A un primer grupo de “sujetos” (así se les llama en sicología experimental a las personas
cuyas reacciones y cuyos comportamientos se están observando y registrando), Asch pedía
que miren una tarjeta en la que estaba trazada una línea recta, y luego miren otra en la que
habían 3 líneas, (a), (b) y (c), una de ellas exactamente del mismo largo que la línea en la
primera tarjeta, otra un poco más larga, y la tercera un poco más corta. A continuación,
preguntaba a cada sujeto cuál de las 3 líneas en la segunda tarjeta era del mismo largo que
la única línea en la primera. Una enorme mayoría, típicamente encima del 90 porciento de
este primer grupo de sujetos, que constituía lo que se denomina el “grupo de control”,
daban una respuesta correcta.
En la segunda fase del experimento, Asch colocaba a un sujeto en medio de un grupo de
“confederados”, que es como se describe a colaboradores del experimentador que han sido
previamente instruidos para hacer o decir algo a lo cual se busca que el sujeto reaccione. En
el experimento de Asch, los confederados buscaban presionar al sujeto a cometer un error:
si él decía, por ejemplo, que la línea (b) en la segunda tarjeta era la correcta, los
confederados decían, insistentemente, que no, que era la línea (a) o la línea (c).

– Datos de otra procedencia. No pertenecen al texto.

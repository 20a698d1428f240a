//! End-to-end definition queries against an on-disk project tree.

use std::fs;
use std::path::PathBuf;

use compass_core::config::ResolverConfig;
use compass_core::{DefinitionError, DefinitionProvider, FsHost, Position};

struct Project {
    _dir: tempfile::TempDir,
    root: PathBuf,
}

impl Project {
    fn new() -> Self {
        let dir = tempfile::tempdir().expect("temp dir");
        let root = dir.path().join("src");
        fs::create_dir_all(root.join("lib")).unwrap();
        Self { _dir: dir, root }
    }

    fn write(&self, relative: &str, content: &str) -> PathBuf {
        let path = self.root.join(relative);
        if let Some(parent) = path.parent() {
            fs::create_dir_all(parent).unwrap();
        }
        fs::write(&path, content).unwrap();
        path
    }

    fn provider(&self) -> DefinitionProvider<FsHost> {
        let config = ResolverConfig {
            module_root: self.root.clone(),
            ..Default::default()
        };
        DefinitionProvider::new(FsHost, config)
    }
}

const WIDGET: &str = "define([], function() {\n  return {\n    render: function() {},\n    destroy: function() {}\n  };\n});";

#[test]
fn member_access_resolves_across_files() {
    let project = Project::new();
    let widget = project.write("lib/widget.js", WIDGET);
    let main = project.write(
        "main.js",
        "define(['lib/widget'], function(widget) {\n  widget.destroy();\n});",
    );
    let text = fs::read_to_string(&main).unwrap();

    let mut provider = project.provider();
    let location = provider
        .provide_definition(&main, &text, 1, Position::new(2, 9))
        .unwrap()
        .unwrap();

    assert_eq!(location.path, widget);
    let range = location.range.unwrap();
    assert_eq!(range.start, Position::new(4, 4));
}

#[test]
fn relative_dependency_resolves_against_current_directory() {
    let project = Project::new();
    let sibling = project.write("app/helper.js", "function assist() {}");
    let main = project.write(
        "app/main.js",
        "define(['./helper'], function(helper) {\n  helper();\n});",
    );
    let text = fs::read_to_string(&main).unwrap();

    let mut provider = project.provider();
    let location = provider
        .provide_definition(&main, &text, 1, Position::new(2, 2))
        .unwrap()
        .unwrap();

    assert_eq!(location.path, sibling);
}

#[test]
fn reassigned_local_resolves_through_the_chain() {
    let project = Project::new();
    project.write("lib/widget.js", WIDGET);
    let main = project.write(
        "main.js",
        "define(['lib/widget'], function(widget) {\n  var w = widget;\n  w.render();\n});",
    );
    let text = fs::read_to_string(&main).unwrap();

    let mut provider = project.provider();
    let location = provider
        .provide_definition(&main, &text, 1, Position::new(3, 4))
        .unwrap()
        .unwrap();

    let range = location.range.unwrap();
    assert_eq!(range.start, Position::new(3, 4));
}

#[test]
fn inline_require_navigates_to_member() {
    let project = Project::new();
    let widget = project.write("lib/widget.js", WIDGET);
    let main = project.write("main.js", "require('lib/widget').render();");
    let text = fs::read_to_string(&main).unwrap();

    let mut provider = project.provider();
    let location = provider
        .provide_definition(&main, &text, 1, Position::new(1, 22))
        .unwrap()
        .unwrap();

    assert_eq!(location.path, widget);
    assert_eq!(location.range.unwrap().start, Position::new(3, 4));
}

#[test]
fn plugin_dependency_navigates_to_the_raw_file() {
    let project = Project::new();
    let template = project.write("tmpl/row.html", "<tr></tr>");
    let main = project.write(
        "main.js",
        "define(['text!tmpl/row.html'], function(rowTemplate) {\n  rowTemplate.trim();\n});",
    );
    let text = fs::read_to_string(&main).unwrap();

    let mut config = ResolverConfig {
        module_root: project.root.clone(),
        ..Default::default()
    };
    config
        .plugin_extensions
        .insert("text".to_string(), ".html".to_string());
    let mut provider = DefinitionProvider::new(FsHost, config);

    // Caret on `rowTemplate`; the HTML file does not parse as a module,
    // so navigation falls back to file start.
    let location = provider
        .provide_definition(&main, &text, 1, Position::new(2, 2))
        .unwrap()
        .unwrap();

    assert_eq!(location.path, template);
    assert!(location.range.is_none());
}

#[test]
fn missing_target_file_is_an_io_error() {
    let project = Project::new();
    let main = project.write(
        "main.js",
        "define(['lib/gone'], function(gone) {\n  gone.run();\n});",
    );
    let text = fs::read_to_string(&main).unwrap();

    let mut provider = project.provider();
    let result = provider.provide_definition(&main, &text, 1, Position::new(2, 7));

    assert!(matches!(result, Err(DefinitionError::Io { .. })));
}

#[test]
fn navigate_to_file_only_returns_no_range() {
    let project = Project::new();
    let widget = project.write("lib/widget.js", WIDGET);
    let main = project.write(
        "main.js",
        "define(['lib/widget'], function(widget) {\n  widget.render();\n});",
    );
    let text = fs::read_to_string(&main).unwrap();

    let config = ResolverConfig {
        module_root: project.root.clone(),
        navigate_to_file_only: true,
        ..Default::default()
    };
    let mut provider = DefinitionProvider::new(FsHost, config);

    let location = provider
        .provide_definition(&main, &text, 1, Position::new(2, 9))
        .unwrap()
        .unwrap();

    assert_eq!(location.path, widget);
    assert!(location.range.is_none());
}

#[test]
fn base_url_from_require_config_overrides_module_root() {
    let project = Project::new();
    project.write("scripts/lib/api.js", "define([], function() {\n  return { call: function() {} };\n});");
    let require_config = project.write(
        "require.config.js",
        "requirejs.config({\n  \"baseUrl\": \"scripts\"\n});",
    );
    let main = project.write(
        "main.js",
        "define(['lib/api'], function(api) {\n  api.call();\n});",
    );
    let text = fs::read_to_string(&main).unwrap();

    let config = ResolverConfig {
        module_root: project.root.clone(),
        require_config: Some(require_config),
        ..Default::default()
    };
    let mut provider = DefinitionProvider::new(FsHost, config);

    let location = provider
        .provide_definition(&main, &text, 1, Position::new(2, 6))
        .unwrap()
        .unwrap();

    assert_eq!(location.path, project.root.join("scripts/lib/api.js"));
    assert!(location.range.is_some());
}
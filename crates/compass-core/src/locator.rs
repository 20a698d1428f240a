//! Identifier search inside a target module
//!
//! Finds the source range of the first occurrence of an exported name in a
//! parsed target file, in source order. Object-literal keys and member
//! property names count as occurrences.

use swc_common::{Span, Spanned};
use swc_ecma_ast::{Ident, IdentName};
use swc_ecma_visit::{Visit, VisitWith};

use crate::parser::{ParsedModule, SourceRange};

pub fn find_identifier(parsed: &ParsedModule, name: &str) -> Option<SourceRange> {
    let mut visitor = IdentifierFinder { name, found: None };
    parsed.module().visit_with(&mut visitor);
    visitor.found.map(|span| parsed.range_of(span))
}

struct IdentifierFinder<'a> {
    name: &'a str,
    found: Option<Span>,
}

impl Visit for IdentifierFinder<'_> {
    fn visit_ident(&mut self, ident: &Ident) {
        if self.found.is_some() {
            return;
        }
        if &*ident.sym == self.name {
            self.found = Some(ident.span());
        }
    }

    fn visit_ident_name(&mut self, ident: &IdentName) {
        if self.found.is_some() {
            return;
        }
        if &*ident.sym == self.name {
            self.found = Some(ident.span());
        }
    }
}
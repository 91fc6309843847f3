/*!

Attribute construction from loosely-typed inputs.

The Secret Service stores every attribute value as a string. The helpers
here accept strings, integers of any width, and booleans, and render them
into the canonical encodings: base-10 signed decimal for integers,
`"true"`/`"false"` for booleans.

Two shapes are supported: a flat list of alternating key/value [`Arg`]s
(mirroring the C library's varargs builders, terminator included), and a
chaining [`AttributeBuilder`].

*/

use crate::attrs::Attributes;
use crate::errors::{Error, Result};
use crate::schema::{self, Schema};

/// One argument in a key/value list.
///
/// This is a closed union: anything an attribute value can be coerced
/// from converts into it via `From`. [`Arg::Terminator`] plays the role
/// of the C varargs `NULL` sentinel: legal as the final argument or at
/// a key position, where it truncates the list.
#[derive(Debug, Clone, PartialEq, Eq)]
pub enum Arg {
    Str(String),
    Int(i64),
    Uint(u64),
    Bool(bool),
    Terminator,
}

impl Arg {
    fn render(&self) -> Option<String> {
        match self {
            Arg::Str(s) => Some(s.clone()),
            Arg::Int(i) => Some(i.to_string()),
            Arg::Uint(u) => Some(u.to_string()),
            Arg::Bool(true) => Some("true".to_string()),
            Arg::Bool(false) => Some("false".to_string()),
            Arg::Terminator => None,
        }
    }
}

impl From<&str> for Arg {
    fn from(value: &str) -> Self {
        Arg::Str(value.to_string())
    }
}

impl From<String> for Arg {
    fn from(value: String) -> Self {
        Arg::Str(value)
    }
}

impl From<bool> for Arg {
    fn from(value: bool) -> Self {
        Arg::Bool(value)
    }
}

macro_rules! arg_from_signed {
    ($($t:ty)*) => {$(
        impl From<$t> for Arg {
            fn from(value: $t) -> Self {
                Arg::Int(value as i64)
            }
        }
    )*};
}

macro_rules! arg_from_unsigned {
    ($($t:ty)*) => {$(
        impl From<$t> for Arg {
            fn from(value: $t) -> Self {
                Arg::Uint(value as u64)
            }
        }
    )*};
}

arg_from_signed!(i8 i16 i32 i64 isize);
arg_from_unsigned!(u8 u16 u32 u64 usize);

/// Builds a container from alternating key/value arguments.
///
/// Keys must be strings; values may be strings, integers, or booleans.
/// One trailing [`Arg::Terminator`] is stripped before the pairing check,
/// and a terminator at a key position ends the list early. A list that is
/// exactly one terminator yields an empty container.
///
/// # Example
///
/// ```
/// use secret_password_store::{build_attributes, Arg};
///
/// let attrs = build_attributes([
///     Arg::from("username"),
///     Arg::from("john"),
///     Arg::from("port"),
///     Arg::from(8080),
///     Arg::from("ssl"),
///     Arg::from(true),
/// ])?;
/// assert_eq!(attrs.get("port"), "8080");
/// # Ok::<(), secret_password_store::Error>(())
/// ```
pub fn build_attributes<I>(args: I) -> Result<Attributes>
where
    I: IntoIterator<Item = Arg>,
{
    let args: Vec<Arg> = args.into_iter().collect();
    if args.is_empty() {
        return Err(Error::EmptyInput {
            what: "argument list",
        });
    }
    if args.len() == 1 && args[0] == Arg::Terminator {
        return Ok(Attributes::new());
    }

    let effective = match args.last() {
        Some(Arg::Terminator) => &args[..args.len() - 1],
        _ => &args[..],
    };
    if effective.len() % 2 != 0 {
        return Err(Error::OddArgumentCount { count: args.len() });
    }

    let mut attrs = Attributes::new();
    let mut i = 0;
    while i < effective.len() {
        if effective[i] == Arg::Terminator {
            break;
        }
        let key = match &effective[i] {
            Arg::Str(key) => key.clone(),
            _ => return Err(Error::KeyTypeMismatch { index: i }),
        };
        let Some(value) = effective.get(i + 1) else {
            return Err(Error::MissingValue { key });
        };
        let Some(rendered) = value.render() else {
            return Err(Error::UnsupportedType { key });
        };
        attrs.set(&key, &rendered)?;
        i += 2;
    }

    Ok(attrs)
}

/// As [`build_attributes`], then validates the result against `schema`.
///
/// The schema parameter mirrors the operations in [`crate::password`],
/// which accept an optional schema, but here one is required, and `None`
/// is rejected with [`Error::MissingSchema`]. On validation failure the
/// partially built container is released before the error is returned.
pub fn build_attributes_with_schema<I>(schema: Option<&Schema>, args: I) -> Result<Attributes>
where
    I: IntoIterator<Item = Arg>,
{
    let schema = schema.ok_or(Error::MissingSchema)?;
    let mut attrs = build_attributes(args)?;
    if let Err(err) = schema::validate(schema, &attrs) {
        attrs.release();
        return Err(err);
    }
    Ok(attrs)
}

/// Normalizes a boolean-ish input to `"true"` or `"false"`.
///
/// Accepts the literals `true`/`false` in any case, `"1"`/`"0"`, native
/// booleans, and any integer (zero is false, anything else true).
pub fn normalize_boolean(value: impl Into<Arg>) -> Result<&'static str> {
    match value.into() {
        Arg::Str(s) => {
            if s.eq_ignore_ascii_case("true") || s == "1" {
                Ok("true")
            } else if s.eq_ignore_ascii_case("false") || s == "0" {
                Ok("false")
            } else {
                Err(Error::InvalidBooleanLiteral(s))
            }
        }
        Arg::Int(i) => Ok(if i != 0 { "true" } else { "false" }),
        Arg::Uint(u) => Ok(if u != 0 { "true" } else { "false" }),
        Arg::Bool(b) => Ok(if b { "true" } else { "false" }),
        Arg::Terminator => Err(Error::InvalidBooleanLiteral("<terminator>".to_string())),
    }
}

/// Normalizes an integer-ish input to its base-10 decimal string.
///
/// Native integers are rendered; strings must parse fully as a signed
/// base-10 integer and are returned as given.
pub fn normalize_integer(value: impl Into<Arg>) -> Result<String> {
    match value.into() {
        Arg::Str(s) => {
            if s.is_empty() || s.parse::<i64>().is_err() {
                return Err(Error::InvalidIntegerLiteral(s));
            }
            Ok(s)
        }
        Arg::Int(i) => Ok(i.to_string()),
        Arg::Uint(u) => Ok(u.to_string()),
        Arg::Bool(b) => Err(Error::InvalidIntegerLiteral(b.to_string())),
        Arg::Terminator => Err(Error::InvalidIntegerLiteral("<terminator>".to_string())),
    }
}

/// Chaining builder for attribute containers.
///
/// ```
/// use secret_password_store::AttributeBuilder;
///
/// let attrs = AttributeBuilder::new()
///     .with_string("username", "john")
///     .with_integer("port", 8080)
///     .with_boolean("ssl", true)
///     .build();
/// assert_eq!(attrs.len(), 3);
/// ```
///
/// `build` transfers the accumulated container out and leaves the builder
/// consumed: a second `build` returns a fresh empty container rather than
/// an error. Accumulating with an empty key, or into a consumed builder,
/// is silently skipped.
#[derive(Debug)]
pub struct AttributeBuilder {
    attrs: Option<Attributes>,
}

impl Default for AttributeBuilder {
    fn default() -> Self {
        Self::new()
    }
}

impl AttributeBuilder {
    pub fn new() -> Self {
        Self {
            attrs: Some(Attributes::new()),
        }
    }

    pub fn with_string(&mut self, key: &str, value: &str) -> &mut Self {
        if let Some(attrs) = &mut self.attrs {
            let _ = attrs.set(key, value);
        }
        self
    }

    pub fn with_integer(&mut self, key: &str, value: i64) -> &mut Self {
        self.with_string(key, &value.to_string())
    }

    pub fn with_boolean(&mut self, key: &str, value: bool) -> &mut Self {
        self.with_string(key, if value { "true" } else { "false" })
    }

    /// Transfers ownership of the accumulated container to the caller.
    pub fn build(&mut self) -> Attributes {
        self.attrs.take().unwrap_or_default()
    }

    /// Releases the accumulated state without transferring it.
    pub fn discard(&mut self) {
        self.attrs = None;
    }
}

La hipótesis de Asch era que la mayoría de sujetos no se conformaría con (no aceptaría)
algo para ellos tan obviamente erróneo.
El experimento probó que la hipótesis estaba totalmente errada. Alrededor del 75% de los
sujetos mostraron conformidad con (se dejaron llevar por) el grupo de confederados en por
lo menos una ocasión, y aun cuando repetían la experiencia varias veces, un tercio de los
sujetos seguía mostrando esa conformidad. La influencia de un solo confederado era
negligible, su influencia era algo mayor cuando eran dos, y cuando eran tres o más, la
influencia del grupo sobre el individuo se volvía determinante.
Asch comprobó, con rigor científico, lo que todos hemos podido observar en más de una
ocasión: no siempre nos mantenemos fieles al propio criterio o a la convicción nacida de la
observación o la reflexión. Somos más bien influenciables, y la influencia más clara que
opera sobre la mayoría de nosotros es la del grupo de personas que en determinado
momento nos rodea. Ese fenómeno – el que un individuo se deje influenciar, al punto de
aceptar como válido lo que está convencido que es erróneo o, peor, de hacer en grupo lo
que jamás haría solo – se describe en sicología como conformidad, y a la tendencia de un
individuo o un grupo a dejarse llevar una y otra vez por la influencia grupal como
conformismo.
¿Qué mal?
Bueno … sí y no.
En aquel famoso experimento de Solomon Asch vemos evidencias de una conformidad
claramente malsana, bajo la cual la presión grupal lleva a un porcentaje importante de
personas a simplemente agachar la cabeza y dejarse imponer un criterio que saben que está
claramente equivocado o, peor aún, a actuar, como parte de una turba, de maneras
violentas, dañinas y destructivas, incluso en contra de sus propios criterios y principios.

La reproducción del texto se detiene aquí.